Docker is amazing tech for developer productivity.

You can package up the dependencies for your application into one file (a Dockerfile) or more than one file (a docker-compose file). You might use the former for an application or service and the latter if your application depends on a database, cache, or other external architectural component.

I am definitely late to the Docker party, as I remember Eric Norlin interviewing Solomon Hykes in the early 2010s at Gluecon. In 2018 I used it to stand up some consulting projects, but wondered at the value and the required investment.

I’ve recently been using it extensively at work to set up quickstarts. These tutorials let folks stand up our software quickly for evaluation purposes. Docker is a fantastic fit for this use case.

I’ve been a big fan of detailed documentation and readmes for setting up development environments, but Docker takes all that documentation (including tedious things like ‘install python 3.8.12. 3.8.11 doesn’t work’) and puts it into code that is accessible with single command.

I have a foggy memory of detailed readmes, hours of setup and dependency hell, but Docker removes all of that. Doesn’t mean your Docker images/compose files can’t get stale and won’t need love and attention, but it does mean you can control when you test and upgrade such dependencies, rather than discovering it when a new developer comes on the team and can’t get their environment set up.

Shipping software to production via containers (Docker or otherwise) has operational benefits, but I’m less familiar with those. One of the nice things about developer relations is you’re separated a bit from operations. (It’s one of the downsides as well.) I haven’t recently worked with a production system where containers were used, but I have read nice things about the approach. Here’s an article from Google which covers the technical benefits.

What about the licensing? This business model change rocked the world of happy Docker users, but when you take funding, you have to make money. Actually, if you want to survive as a company, you have to make money, but if you take funding, you have to try to make a LOT of money. That’s the game, make sure you know before you start to play. But that’s a different post.

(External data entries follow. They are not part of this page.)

//! Logging backend
//!
//! Routes the `log` facade to a platform console. The platform supplies a
//! sink that receives one formatted line per record and a tick source used
//! for the timestamp column.
//!
//! Level tags are colored with ANSI escapes when the `ansi-log` feature is
//! enabled.

use core::fmt;

use log::{Level, LevelFilter, Metadata, Record};
use spin::Once;

/// Receives one complete log line (without trailing newline)
pub type Sink = fn(fmt::Arguments<'_>);

/// Returns a monotonically increasing tick count for timestamps
pub type Ticks = fn() -> u64;

#[derive(Debug, Clone, Copy, PartialEq, Eq)]
pub enum LoggerError {
    /// A logger is already installed
    AlreadySet,
}

impl fmt::Display for LoggerError {
    fn fmt(&self, f: &mut fmt::Formatter<'_>) -> fmt::Result {
        match self {
            Self::AlreadySet => f.write_str("logger already installed"),
        }
    }
}

struct Output {
    sink: Sink,
    ticks: Ticks,
}

/// Console logger
struct ConsoleLogger {
    output: Once<Output>,
}

fn level_tag(level: Level) -> &'static str {
    #[cfg(feature = "ansi-log")]
    {
        match level {
            Level::Error => "\x1b[31mERROR\x1b[0m",
            Level::Warn => "\x1b[33mWARN\x1b[0m ",
            Level::Info => "\x1b[32mINFO\x1b[0m ",
            Level::Debug => "\x1b[34mDEBUG\x1b[0m",
            Level::Trace => "\x1b[35mTRACE\x1b[0m",
        }
    }
    #[cfg(not(feature = "ansi-log"))]
    {
        match level {
            Level::Error => "ERROR",
            Level::Warn => "WARN ",
            Level::Info => "INFO ",
            Level::Debug => "DEBUG",
            Level::Trace => "TRACE",
        }
    }
}

impl log::Log for ConsoleLogger {
    fn enabled(&self, metadata: &Metadata) -> bool {
        metadata.level() <= log::max_level()
    }

    fn log(&self, record: &Record) {
        if !self.enabled(record.metadata()) {
            return;
        }
        if let Some(output) = self.output.get() {
            let ts = (output.ticks)();
            (output.sink)(format_args!("[{:>10}] [{}] {}", ts, level_tag(record.level()), record.args()));
        }
    }

    fn flush(&self) {}
}

static LOGGER: ConsoleLogger = ConsoleLogger { output: Once::new() };

/// Install the console logger at `Debug` verbosity
pub fn init(sink: Sink, ticks: Ticks) -> Result<(), LoggerError> {
    LOGGER.output.call_once(|| Output { sink, ticks });
    log::set_logger(&LOGGER).map_err(|_| LoggerError::AlreadySet)?;
    log::set_max_level(LevelFilter::Debug);
    Ok(())
}

/// Set the maximum log level
pub fn set_level(level: LevelFilter) {
    log::set_max_level(level);
}
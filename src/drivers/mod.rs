//! Bus controller adapters
//!
//! Each adapter implements [`crate::host::adapter::BusController`] for one
//! kind of host controller.

#[cfg(feature = "sdhci")]
pub mod sdhci;
#[cfg(feature = "spi")]
pub mod spi;
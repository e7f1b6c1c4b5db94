//! Command/Response Engine
//!
//! Loads the argument, issues the command and collects the short response
//! status:
//!
//! ```text
//! Idle -> ArgumentLoaded -> CommandIssued -> {ResponseReceived | TimedOut | CrcError} -> Idle
//! ```
//!
//! A hardware timeout is an `IrqStatus::Timeout` result, never an `Err`.

use super::adapter::BusController;
use super::error::ProtocolError;
use super::irq::{Dispatcher, decode};
use super::types::{Command, CommandFlags, IrqReason, IrqStatus};
use crate::time::{poll_for, wait_for};

/// Command engine state
#[derive(Debug, Clone, Copy, PartialEq, Eq)]
pub enum CmdState {
    Idle,
    ArgumentLoaded,
    CommandIssued,
    ResponseReceived,
    TimedOut,
    CrcError,
}

/// Command/Response Engine
#[derive(Debug)]
pub struct CommandEngine {
    state: CmdState,
    last_opcode: Option<u8>,
}

impl CommandEngine {
    pub const fn new() -> Self {
        Self {
            state: CmdState::Idle,
            last_opcode: None,
        }
    }

    pub fn state(&self) -> CmdState {
        self.state
    }

    /// Opcode of the most recently issued command
    pub fn last_opcode(&self) -> Option<u8> {
        self.last_opcode
    }

    /// Reject commands the engine cannot decode, before touching the bus
    pub fn validate(cmd: &Command) -> Result<(), ProtocolError> {
        if !cmd.response.is_supported() {
            log::debug!(
                target: "sdio_host::cmd",
                "CMD{} rejected: response {:?} unsupported",
                cmd.opcode,
                cmd.response
            );
            return Err(ProtocolError::UnsupportedResponse);
        }
        Ok(())
    }

    /// Write the argument, then the command register
    ///
    /// Stale response status is dropped first so the wait that follows sees
    /// only this command's completion.
    pub fn issue<A: BusController + ?Sized>(
        &mut self,
        adapter: &mut A,
        dispatcher: &Dispatcher<'_>,
        cmd: &Command,
    ) -> Result<(), ProtocolError> {
        Self::validate(cmd)?;
        if self.state != CmdState::Idle {
            log::debug!(
                target: "sdio_host::cmd",
                "CMD{} issued while {:?}; previous response dropped",
                cmd.opcode,
                self.state
            );
            self.transition(CmdState::Idle);
        }

        dispatcher.arm(adapter, IrqReason::ResponseCompletion);

        adapter.write_argument(cmd.arg);
        self.transition(CmdState::ArgumentLoaded);
        adapter.write_command(cmd);
        self.transition(CmdState::CommandIssued);
        self.last_opcode = Some(cmd.opcode);

        log::trace!(target: "sdio_host::cmd", "CMD{} arg={:#010x} issued", cmd.opcode, cmd.arg);
        Ok(())
    }

    /// Record the outcome of the issued command and return to `Idle`
    pub fn complete(&mut self, status: IrqStatus) -> IrqStatus {
        let outcome = match status {
            IrqStatus::Timeout => CmdState::TimedOut,
            IrqStatus::Crc => CmdState::CrcError,
            _ => CmdState::ResponseReceived,
        };
        self.transition(outcome);
        if status.is_error() {
            log::debug!(
                target: "sdio_host::cmd",
                "CMD{} finished with {:?}",
                self.last_opcode.unwrap_or(0),
                status
            );
        }
        self.transition(CmdState::Idle);
        status
    }

    /// Poll the response status bits until the command resolves
    ///
    /// Used when the platform has no discrete response interrupt. The bits
    /// are decoded with Timeout > Crc > Active priority and acknowledged.
    pub fn busy_wait<A: BusController + ?Sized>(
        &mut self,
        adapter: &mut A,
        dispatcher: &Dispatcher<'_>,
        retries: u32,
    ) -> IrqStatus {
        let reason = IrqReason::ResponseCompletion;
        let status = poll_for(retries, || match decode(reason, adapter.read_status()) {
            IrqStatus::Inactive => None,
            status => Some(status),
        })
        .unwrap_or(IrqStatus::Timeout);
        dispatcher.acknowledge(adapter, reason);
        self.complete(status)
    }

    /// Issue `cmd` and busy-wait for its response
    pub fn submit<A: BusController + ?Sized>(
        &mut self,
        adapter: &mut A,
        dispatcher: &Dispatcher<'_>,
        cmd: &Command,
        retries: u32,
    ) -> Result<IrqStatus, ProtocolError> {
        self.issue(adapter, dispatcher, cmd)?;
        Ok(self.busy_wait(adapter, dispatcher, retries))
    }

    /// Hold a `BUSY` command's result until the card releases the data line
    ///
    /// Error results and commands without `BUSY` pass through untouched. A
    /// card still busy after `retries` checks turns the result into `Timeout`.
    pub fn await_release<A: BusController + ?Sized>(
        &mut self,
        adapter: &mut A,
        cmd: &Command,
        status: IrqStatus,
        retries: u32,
    ) -> IrqStatus {
        if status.is_error() || !cmd.flags.contains(CommandFlags::BUSY) {
            return status;
        }
        if wait_for(retries, || !adapter.card_busy()) {
            return status;
        }
        log::debug!(target: "sdio_host::cmd", "CMD{} card still busy after {} checks", cmd.opcode, retries);
        IrqStatus::Timeout
    }

    /// Forget any in-progress command (controller reset)
    pub fn reset(&mut self) {
        self.transition(CmdState::Idle);
    }

    fn transition(&mut self, next: CmdState) {
        if self.state != next {
            log::trace!(target: "sdio_host::cmd", "{:?} -> {:?}", self.state, next);
            self.state = next;
        }
    }
}

impl Default for CommandEngine {
    fn default() -> Self {
        Self::new()
    }
}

As far as Docker licensing, as a Docker user, you have two options:

  • pay docker when you reach the threshold
  • use a docker alternative such as finch or podman

As the previous paragraph implies, Docker is a subset of containers. The benefits I mention above apply to container based systems, not just Docker systems, but Docker is the solution I’m most familiar with.

Docker, and containerization in general, feels like as big a leap as Stackoverflow, git or memory managed languages in terms of developer productivity.